Jewish Revenge Porn
Quentin Tarantino’s “Inglourious Basterds” (complete with unexplained directorial spelling caprice) is pure Cineplex whimsy where bloodthirsty Jewish soldiers destroy the Third Reich, gleefully giving their tormentors a taste of their own medicine.
Eli Roth who plays Sergeant Donny Donowitz, aka The Bear Jew, quickly embraced Tarantino’s wild re-imagining of history, which premiered at the Cannes International Film Festival May 20. As Hitler’s worst nightmare and baseball’s most brutal ambassador, Donowitz quite literally swings a bat to bash in the brains of the Nazis.
Like many of the actors chosen by Tarantino, Roth stands out in his role. But as one of the few Jews in the cast, Roth felt it was his mission to supply Tarantino with the perspective of his faith. He invited his friend the director to a Seder with his parents. On the menu was a briefing on Jewish persecution, from slavery in ancient Egypt to the Holocaust.
“I’ve been waiting for a project like this since I was a kid,” Roth said during a Festival interview with the Forward, at the Carlton Hotel. “Of course, it is a Jewish fantasy, but there is a real wishful feeling that we could go back in history and sacrifice ourselves to kill Nazis.”

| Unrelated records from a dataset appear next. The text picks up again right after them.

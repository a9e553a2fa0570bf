//! Parser configuration.

/// Default nesting limit, see [`ParseOptions::max_depth`].
pub const DEFAULT_MAX_DEPTH: usize = 64;

/// Knobs for a single parse call.
#[derive(Debug, Clone, Copy, PartialEq, Eq)]
pub struct ParseOptions {
    /// Maximum nesting of expressions and JSON containers, and maximum
    /// height of an expression tree plus the containers around it.
    /// Exceeding it fails with `TooDeeplyNested` instead of exhausting the
    /// stack while parsing, printing or dropping the tree.
    pub max_depth: usize,
}

impl Default for ParseOptions {
    fn default() -> Self {
        ParseOptions {
            max_depth: DEFAULT_MAX_DEPTH,
        }
    }
}

impl ParseOptions {
    pub fn new() -> Self {
        Self::default()
    }

    pub fn with_max_depth(mut self, max_depth: usize) -> Self {
        self.max_depth = max_depth;
        self
    }
}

“I like to think that if I had the opportunity to bring down the Third Reich, I would have done it,” German-born costar Diane Kruger chimed in.
Nary a textbook has been consulted for “Inglourious Basterds,” but the film teems with the movie references Tarantino loves. This is an unapologetic reinvention of history stretched to the limit of artistic license. Roth himself, perhaps best known as the director of the sadism-packed 2005 “Hostel,” which many have dubbed “torture porn,” can relate to this tendency to lean on artistic license. He joked during a press conference that, for him, “Inglourious Basterds” was “kosher porn, something I have been fantasizing about for a long time.”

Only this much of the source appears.